Nel panel organizzato da ItalianGamingNews.it indaga il prossimo futuro del settore, tra riordino, nuove gare e nuovi apparecchi a Enada Primavera 2026 è intervenuto Marco Zega, direttore sviluppo business Codere Italia.
Rimini – “La concentrazione di un mercato se è fisiologica non genera problemi ma se viene indotta ex lege e rischia di creare, come nelle indiscrezioni che arrivano in vista del riordino fisico, un regime di oligopolio, allora non possono che esserci effetti negativi su tutto il settore”. Ha esordito così Marco Zega, direttore sviluppo business Codere Italia, all’interno del panel organizzato da IGE Magazine / ItalianGamingNews.it indaga il prossimo futuro del settore, tra riordino, nuove gare e nuovi apparecchi, nella Vision Arena a Enada Rimini 2026.
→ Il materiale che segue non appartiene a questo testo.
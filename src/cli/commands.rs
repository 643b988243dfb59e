//! Command dispatch

use std::io::{self, Write};
use std::path::Path;

use clap::CommandFactory;
use clap_complete::generate;
use tracing::{debug, instrument};

use crate::application::{
    build_class_tree, format_architectures, load_architectures, ApplicationError, OutputPaths,
    ReportKind, ReportService,
};
use crate::cli::args::{Cli, Commands, ConfigCommands};
use crate::cli::error::{CliError, CliResult};
use crate::cli::output;
use crate::config::{global_config_path, local_config_path, Settings, MAX_INDENT_WIDTH};
use crate::domain::DexClass;
use crate::infrastructure::{ClassListFile, ClassSource, InfraError, ZipArchiveReader};
use crate::render::{ClassTreeAdapter, TreeNodeConvert, TreePrinter};

pub fn execute_command(cli: &Cli) -> CliResult<()> {
    let Some(command) = &cli.command else {
        Cli::command()
            .print_help()
            .map_err(|e| InfraError::io("print help", e))?;
        return Ok(());
    };

    if let Commands::Completion { shell } = command {
        let mut cmd = Cli::command();
        let name = cmd.get_name().to_string();
        generate(*shell, &mut cmd, name, &mut io::stdout());
        return Ok(());
    }

    let settings = Settings::load(cli.config.as_deref())?;
    debug!(?settings, "loaded settings");

    match command {
        Commands::Report {
            apk,
            classes,
            output,
            manifest,
            class_list,
            tree,
            graph,
        } => {
            let selected: Vec<ReportKind> = [
                (*manifest, ReportKind::Manifest),
                (*class_list, ReportKind::ClassList),
                (*tree, ReportKind::ClassTree),
                (*graph, ReportKind::ClassGraph),
            ]
            .into_iter()
            .filter_map(|(on, kind)| on.then_some(kind))
            .collect();
            _report(settings, apk, classes.as_deref(), output.as_deref(), selected)
        }
        Commands::Arch { apk } => _arch(apk),
        Commands::Tree {
            classes,
            indent,
            pretty,
        } => _tree(&settings, classes, *indent, *pretty),
        Commands::Graph { classes } => _graph(settings, classes),
        Commands::Classes { classes } => _classes(settings, classes),
        Commands::Config { command } => _config(&settings, command),
        Commands::Completion { .. } => Ok(()),
    }
}

fn open_archive(apk: &Path) -> CliResult<ZipArchiveReader> {
    if !apk.is_file() {
        return Err(InfraError::Archive {
            path: apk.to_path_buf(),
            message: "no such file".into(),
        }
        .into());
    }
    Ok(ZipArchiveReader::new(apk))
}

fn read_classes(path: &Path) -> CliResult<Vec<DexClass>> {
    ClassListFile::new(path)
        .classes()
        .map_err(|e| InfraError::io(format!("read class list {}", path.display()), e).into())
}

fn stdout_err(e: io::Error) -> CliError {
    InfraError::io("write to stdout", e).into()
}

/// Class-derived outputs cannot be produced without a class list.
fn check_class_outputs(selected: &[ReportKind]) -> CliResult<()> {
    match selected.iter().find(|k| k.needs_classes()) {
        Some(kind) => Err(CliError::Usage(format!("{} requires --classes", kind))),
        None => Ok(()),
    }
}

#[instrument(skip(settings))]
fn _report(
    settings: Settings,
    apk: &Path,
    classes: Option<&Path>,
    output_dir: Option<&Path>,
    selected: Vec<ReportKind>,
) -> CliResult<()> {
    let archive = open_archive(apk)?;

    let kinds: Vec<ReportKind> = match (selected.is_empty(), classes) {
        (true, Some(_)) => ReportKind::ALL.to_vec(),
        (true, None) => {
            output::warning("no --classes given, skipping class outputs");
            vec![ReportKind::Manifest]
        }
        (false, None) => {
            check_class_outputs(&selected)?;
            selected
        }
        (false, Some(_)) => selected,
    };

    let class_records = match classes {
        Some(path) => read_classes(path)?,
        None => Vec::new(),
    };

    let output_dir = output_dir.unwrap_or(settings.output_dir.as_path()).to_path_buf();
    let paths = OutputPaths::resolve(&output_dir, apk, &kinds);
    let service = ReportService::new(settings);

    let summary = service.generate(&archive, &class_records, &paths);
    for outcome in &summary.outcomes {
        match &outcome.result {
            Ok(()) => output::success_detail(&format!("{}: {}", outcome.kind, outcome.path.display())),
            Err(e) => output::failure(&format!("{}: {}", outcome.kind, e)),
        }
    }

    _arch(apk)?;

    if summary.is_success() {
        Ok(())
    } else {
        Err(CliError::ReportFailed {
            failed: summary.failures().count(),
            total: summary.outcomes.len(),
        })
    }
}

#[instrument]
fn _arch(apk: &Path) -> CliResult<()> {
    let archive = open_archive(apk)?;
    let architectures = load_architectures(&archive).map_err(|e| InfraError::Archive {
        path: apk.to_path_buf(),
        message: e.to_string(),
    })?;
    output::header("Architectures");
    print!("{}", format_architectures(&architectures));
    Ok(())
}

#[instrument(skip(settings))]
fn _tree(settings: &Settings, classes: &Path, indent: Option<usize>, pretty: bool) -> CliResult<()> {
    let indent = indent.unwrap_or(settings.indent_width);
    if indent == 0 || indent > MAX_INDENT_WIDTH {
        return Err(CliError::InvalidArgs(format!(
            "--indent must be between 1 and {}",
            MAX_INDENT_WIDTH
        )));
    }

    let records = read_classes(classes)?;
    let tree = build_class_tree(&records).map_err(ApplicationError::from)?;

    if pretty {
        output::info(&tree.root().to_tree_string(&ClassTreeAdapter));
        return Ok(());
    }

    let stdout = io::stdout();
    let mut out = stdout.lock();
    TreePrinter::with_indent(ClassTreeAdapter, indent)
        .print(&mut out, tree.root())
        .map_err(stdout_err)
}

#[instrument(skip(settings))]
fn _graph(settings: Settings, classes: &Path) -> CliResult<()> {
    let records = read_classes(classes)?;
    let tree = build_class_tree(&records).map_err(ApplicationError::from)?;

    let stdout = io::stdout();
    let mut out = stdout.lock();
    ReportService::new(settings)
        .write_class_graph(&mut out, &tree)
        .map_err(stdout_err)
}

#[instrument(skip(settings))]
fn _classes(settings: Settings, classes: &Path) -> CliResult<()> {
    let records = read_classes(classes)?;

    let stdout = io::stdout();
    let mut out = stdout.lock();
    ReportService::new(settings)
        .write_class_list(&mut out, &records)
        .map_err(stdout_err)?;
    out.flush().map_err(stdout_err)
}

fn _config(settings: &Settings, command: &ConfigCommands) -> CliResult<()> {
    match command {
        ConfigCommands::Show => {
            output::info(&settings.to_toml()?);
        }
        ConfigCommands::Path => {
            match global_config_path() {
                Some(path) => output::action("global", &path.display()),
                None => output::action("global", "<unavailable>"),
            }
            let cwd = std::env::current_dir().map_err(|e| InfraError::io("current directory", e))?;
            output::action("local", &local_config_path(&cwd).display());
        }
    }
    Ok(())
}

#[cfg(test)]
mod tests {
    use super::*;

    #[test]
    fn test_class_output_without_classes_is_usage_error() {
        let err = check_class_outputs(&[ReportKind::Manifest, ReportKind::ClassTree]).unwrap_err();

        assert!(matches!(err, CliError::Usage(_)));
        assert_eq!(err.exit_code(), crate::exitcode::USAGE);
        assert_eq!(err.to_string(), "Class Tree file requires --classes");
    }

    #[test]
    fn test_manifest_only_needs_no_classes() {
        assert!(check_class_outputs(&[ReportKind::Manifest]).is_ok());
        assert!(check_class_outputs(&[]).is_ok());
    }
}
Sono tante le criticità per il futuro: “Le piccole e medie imprese possono competere tramite il prodotto e tramite le strategie aziendali ma sempre in un contesto di naturale evoluzione. Per quello che emerge dal riordino fisico sarà il contrario per ciò che dicevamo prima. Anche aver separato le due gare rende tutto più problematico se non impossibile. In più la base d’asta sarà molto elevata e se non si conoscono gli standard del mercato è tutto ancora più complesso”.
Zega ha commentato i temi principali emersi nel panel moderato da Mauro De Fabritiis: “Oggi nel mercato italiano ravvediamo uno scollamento tra prodotti: online si paga in un modo e con alcuni parametri mentre nel fisico abbiamo grandi restrizioni. Anzi, stiamo andando lontani dalle norme internazionali. Che servizi dare ai diversi profili di giocatore? L’identikit del giocatore del futuro è nativo digitale, molto più smart, con una soglia di attenzione bassissima ma sono più profondi e consapevoli. Hanno anche maggiori fonti per informarsi e strumenti per informarsi. Tuttavia i limiti che vogliono imporci sul retail e le restrizioni normative rischiano di impedirci di poter offrire loro quello che vogliono: esperienze e community. Il regolatore dovrebbe capire le evoluzioni e non imporle. Si può partire dai device e poi passare ad esperienze reali”, ha concluso il direttore sviluppo business di Codere Italia.